Небо на фронте всегда, кажется, хранит тайну. Но в это утро в нем не было никакой тайны, потому что для авиации оно было просто закрыто. И летчики, словно подражая непогоде, настроились на пасмурный лад, и после завтрака все потянулись на нары подремать. Однако не успели еще лечь, как получили приказ: техникам срочно прогреть моторы и проверить оружие, а летчикам собраться у КП.
Через несколько минут самолеты стояли в готовности к вылету. Установилась тишина. Однако в этой тишине угадывалась тревога. Боевая тревога.
Летчики сгрудились у землянки командного пункта около Василяки. «Старики» чуть в сторонке в молчаливом ожидании с деловой, хозяйской настороженностью смотрели на него. Молодежь, желая напомнить о себе, подошла ближе.
Эх, ребята, ребята! Да если бы вы познали не теоретически, а практически, как сложен, а порой и невозможен полет при такой коварной погоде, не маячили бы сейчас перед глазами командира с таким видом — не забудьте нас: мы ко всему готовы!
Зеленые юнцы. Обидное слово, оскорбительное. Его наверняка изобрели зазнайки или пошляки, которые, как правило, трусы и завидуют бесстрашию юности. Юность — это не обузданная опытом сила. Она всегда готова любой ценой изведать неизведанное, а каждая ошибка делает человека мудрее. Не зря говорят: не испортишь дела, мастером не будешь. И все же, если бы в авиации считать за правило: хочешь — лети, — авиация сама бы себя погубила.
Василяка прекрасно понимал, что сейчас всех в первую очередь интересует метеосводка, поэтому сразу сообщил:
— Метеоколдуны обещают улучшение; погоды. Облака, говорят, только над нашей территорией. У линии фронта они кончаются, а дальше, у противника, — ясно. Нам предложено вылететь на сопровождение «илов». — Он посмотрел на меня: — Группу возглавишь ты.
— Нам предложено или приказано? — уточнил я необычную форму постановки боевой задачи.
— Предложено. Но для штурмовиков — приказ. Бой идет за Броды. Там противник наносит танковый удар. Сейчас помочь нашим может только авиация. Еще натиск — и немцы будут вышвырнуты из Бродов.
Мимо нас прошли летчики-штурмовики. Их командир майор Иван Павлюченко остановился. Мы договорились о полете.
— Если погода ухудшится — прижмемся к земле, — сказал он. — Мы привыкли к бреющим. А как вы, ведь над территорией противника ясно?
Я понял Ивана Васильевича. Его беспокоит не только погода, но и возможность встречи с немецкими истребителями. Он знает, что мы в случае ухудшения видимости можем возвратиться. Штурмовики же должны лететь и без нас.
— Тоже будем жаться к земле, — обнадежил я Павлюченко.
Его широкое и спокойное лицо расплылось в одобрительной улыбке.
У моего самолета был раскрыт мотор. Механик залез на него верхом и копался внутри. От недоброго предчувствия стало тоскливо на душе. Неисправна машина? Этого еще не хватало! Мой «як» хорошо отрегулирован — брось управление, и он сам мог лететь. Такая регулировка не раз выручала меня в трудные минуты.

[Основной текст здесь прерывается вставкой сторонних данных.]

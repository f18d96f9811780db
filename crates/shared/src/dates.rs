use anyhow::{Context, Result};
use chrono::{Datelike, NaiveDate};

/// Weekday names indexed from Monday.
pub const WEEKDAYS: [&str; 7] = ["周一", "周二", "周三", "周四", "周五", "周六", "周日"];

/// Format a date the way the digest shows it, e.g. "2026年2月23日 周一".
pub fn display_date(date: NaiveDate) -> String {
    let weekday = WEEKDAYS[date.weekday().num_days_from_monday() as usize];
    format!(
        "{}年{}月{}日 {}",
        date.year(),
        date.month(),
        date.day(),
        weekday
    )
}

/// Recover the calendar date from a display string. The weekday suffix is ignored.
pub fn parse_display_date(display: &str) -> Result<NaiveDate> {
    let head = display
        .split_whitespace()
        .next()
        .with_context(|| format!("Empty display date: {:?}", display))?;

    let (year, rest) = head
        .split_once('年')
        .with_context(|| format!("Missing year in display date: {:?}", display))?;
    let (month, rest) = rest
        .split_once('月')
        .with_context(|| format!("Missing month in display date: {:?}", display))?;
    let day = rest
        .strip_suffix('日')
        .with_context(|| format!("Missing day in display date: {:?}", display))?;

    let year: i32 = year.trim().parse().context("Invalid year")?;
    let month: u32 = month.trim().parse().context("Invalid month")?;
    let day: u32 = day.trim().parse().context("Invalid day")?;

    NaiveDate::from_ymd_opt(year, month, day)
        .with_context(|| format!("No such date: {}-{}-{}", year, month, day))
}

/// ISO form used for archive file names. Falls back to `today` when the
/// display string cannot be read.
pub fn archive_key(text: &str, today: NaiveDate) -> String {
    let date = match parse_display_date(text) {
        Ok(date) => date,
        Err(e) => {
            tracing::warn!(
                "Could not parse display date {:?} ({:#}); using {}",
                text,
                e,
                today
            );
            today
        }
    };
    date.format("%Y-%m-%d").to_string()
}

#[cfg(test)]
mod tests {
    use super::*;

    fn date(y: i32, m: u32, d: u32) -> NaiveDate {
        NaiveDate::from_ymd_opt(y, m, d).unwrap()
    }

    #[test]
    fn test_display_date_monday() {
        assert_eq!(display_date(date(2026, 2, 23)), "2026年2月23日 周一");
    }

    #[test]
    fn test_display_date_sunday_and_padding() {
        // No zero padding on month or day
        assert_eq!(display_date(date(2026, 3, 1)), "2026年3月1日 周日");
        assert_eq!(display_date(date(2025, 12, 31)), "2025年12月31日 周三");
    }

    #[test]
    fn test_parse_display_date() {
        assert_eq!(
            parse_display_date("2026年2月23日 周一").unwrap(),
            date(2026, 2, 23)
        );
        assert_eq!(parse_display_date("2026年02月03日").unwrap(), date(2026, 2, 3));
    }

    #[test]
    fn test_parse_display_date_rejects_garbage() {
        assert!(parse_display_date("").is_err());
        assert!(parse_display_date("Monday 23 Feb").is_err());
        assert!(parse_display_date("2026年2月30日 周一").is_err());
    }

    #[test]
    fn test_archive_key_falls_back_to_today() {
        let today = date(2026, 10, 15);
        assert_eq!(archive_key("2026年2月23日 周一", today), "2026-02-23");
        assert_eq!(archive_key("not a date", today), "2026-10-15");
    }
}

— Лопнула масляная трубка. — На лице Мушкина растерянность, словно он виновник неисправности.
Ничего не поделаешь, пришлось лететь на другом «яке».
Перед самым вылетом Василяка, подбежав к самолету, прыгнул на крыло и, заглушая шум мотора, прокричал на ухо:
— Только что позвонили из дивизии, передали: трудно будет лететь — все возвращайтесь! И штурмовики. На рожон не лезьте!
Вот уж действительно весна да осень — на день погод восемь. Как встали на курс, нас окатило солнце. Иван Павлюченко передал:
— Васильич! На нас и боги работают. Порядок!
Радость была предждевременной. Туча вскоре закрыла солнце, воздух побелел от крупных, пушистых снежинок. Двенадцать штурмовиков строже сомкнули ряды. Истребители тоже сжались. По погоде нам, истребителям, нужно возвращаться. Но это значит оставить без охраны штурмовиков. Усилится снегопад — и им тоже будет худо. Правда, они привыкли летать на бреющем, однако всему есть предел.
— Не возвратиться ли всем домой? — спрашиваю Павлюченко.
Молчание. Долгое молчание. Иван решает. Наконец слышу:
— Нас ждет фронт. Он рядом. А там солнце.
Смотрю на своих ведомых, Марков и Хохлов крыло в крыло идут со мной. По другую сторону «илов» — Лазарев и Коваленко. Тоже слились как один самолет. Вся пятерка — летчики надежные. Разве мы не можем лететь? А как быть с предупреждением Василяки: «На рожон не лезьте»? Он слушает наши переговоры и может дать нам команду по радио. «Возвратиться!».
Все молчим. Напряжение. Бросаю взгляд на приборную доску. Летим уже двадцать минут, а прояснения не видно. Растет нетерпение. Может, уже и поле боя накрыл снегопад? И вот, словно из сырого подземелья, мы вынырнули в бездонное раздолье синевы. Здесь солнце яркое, ослепительное. На душе потеплело. Кто-то, торжествуя, декламирует:
— «Да здравствует солнце! Да скроется тьма!»
Мое внимание сразу привлекла земля. Я увидел под собой два «мессершмитта», стоящих на ровном чистом поле. Фашистский аэродром? Значит, мы проскочили поле боя? Взглянул вперед. Там гарь и копоть фронта. А что за самолеты под нами? Невдалеке городок. Узнаю: Червоноармейск. 0н только что освобожден. До войны здесь был наш аэроклуб. Враг его использовал и, очевидно, отступая, оставил неисправные истребители.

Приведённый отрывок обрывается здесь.